• Recorded information:
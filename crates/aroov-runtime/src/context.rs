use aroov_client::Api;
use std::rc::Rc;

use crate::config::UiConfig;
use crate::document::Document;
use crate::host::Host;

/// Collaborators shared by every controller on one page.
#[derive(Clone)]
pub struct PageContext {
    pub api: Api,
    pub document: Rc<Document>,
    pub host: Rc<dyn Host>,
    pub ui: Rc<UiConfig>,
}

impl PageContext {
    pub fn new(api: Api, document: Document, host: Rc<dyn Host>, ui: UiConfig) -> Self {
        Self {
            api,
            document: Rc::new(document),
            host,
            ui: Rc::new(ui),
        }
    }
}
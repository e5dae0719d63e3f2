mod calendar;
mod config;
mod destination;
mod document;
mod profile;
mod share;

pub use calendar::{AvailabilityAddedView, AvailabilityListView, AvailabilityRemovedView};
pub use config::{ConfigSetUrlView, ConfigView, GuidanceView};
pub use destination::{DestinationListView, FavouriteChangeView, FavouritesView};
pub use document::DocumentView;
pub use profile::{ProfileView, UniversityListView};
pub use share::ShareView;
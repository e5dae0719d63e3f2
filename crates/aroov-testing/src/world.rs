//! Isolated environment for running the `aroov` binary.

use anyhow::Result;
use assert_cmd::Command;
use std::collections::HashMap;
use std::path::{Path, PathBuf};
use tempfile::TempDir;

/// A throwaway config directory plus the flags and environment that point the
/// CLI at it.
///
/// # Example
/// ```no_run
/// use aroov_testing::TestWorld;
///
/// let world = TestWorld::new();
/// let result = world.run(&["config", "show"]).unwrap();
/// assert!(result.success());
/// ```
pub struct TestWorld {
    temp_dir: TempDir,
    config_dir: PathBuf,
    env_vars: HashMap<String, String>,
}

impl Default for TestWorld {
    fn default() -> Self {
        Self::new()
    }
}

impl TestWorld {
    pub fn new() -> Self {
        let temp_dir = TempDir::new().expect("Failed to create temp dir");
        let config_dir = temp_dir.path().join(".aroov");
        std::fs::create_dir_all(&config_dir).expect("Failed to create config dir");

        Self {
            temp_dir,
            config_dir,
            env_vars: HashMap::new(),
        }
    }

    pub fn config_dir(&self) -> &Path {
        &self.config_dir
    }

    pub fn config_path(&self) -> PathBuf {
        self.config_dir.join("config.toml")
    }

    pub fn temp_dir(&self) -> &Path {
        self.temp_dir.path()
    }

    pub fn with_env(mut self, key: impl Into<String>, value: impl Into<String>) -> Self {
        self.env_vars.insert(key.into(), value.into());
        self
    }

    pub fn write_config(&self, content: &str) -> Result<()> {
        std::fs::write(self.config_path(), content)?;
        Ok(())
    }

    pub fn read_config(&self) -> Result<String> {
        Ok(std::fs::read_to_string(self.config_path())?)
    }

    /// Point a command at this environment's config directory.
    pub fn configure_command<'a>(&self, cmd: &'a mut Command) -> &'a mut Command {
        cmd.arg("--config-dir").arg(&self.config_dir);
        cmd.current_dir(self.temp_dir.path());
        cmd.env_remove("AROOV_PATH");
        cmd.env_remove("RUST_LOG");
        for (key, value) in &self.env_vars {
            cmd.env(key, value);
        }
        cmd
    }

    /// Run `aroov` with `args` in this environment.
    #[allow(deprecated)]
    pub fn run(&self, args: &[&str]) -> Result<CliResult> {
        let mut cmd = Command::cargo_bin("aroov")
            .map_err(|e| anyhow::anyhow!("Failed to find aroov binary: {}", e))?;
        self.configure_command(&mut cmd);
        cmd.args(args);

        let output = cmd.output()?;
        Ok(CliResult {
            status: output.status,
            stdout: String::from_utf8_lossy(&output.stdout).to_string(),
            stderr: String::from_utf8_lossy(&output.stderr).to_string(),
        })
    }
}

/// Result of a CLI command execution.
#[derive(Debug)]
pub struct CliResult {
    pub status: std::process::ExitStatus,
    pub stdout: String,
    pub stderr: String,
}

impl CliResult {
    pub fn success(&self) -> bool {
        self.status.success()
    }

    pub fn json(&self) -> Result<serde_json::Value> {
        Ok(serde_json::from_str(&self.stdout)?)
    }

    pub fn stdout(&self) -> &str {
        &self.stdout
    }

    pub fn stderr(&self) -> &str {
        &self.stderr
    }
}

• Requirement: Whenever a line in the records contains the word "args", copy that line.

• Output for this task:
    /// Run `aroov` with `args` in this environment.
    pub fn run(&self, args: &[&str]) -> Result<CliResult> {
        cmd.args(args);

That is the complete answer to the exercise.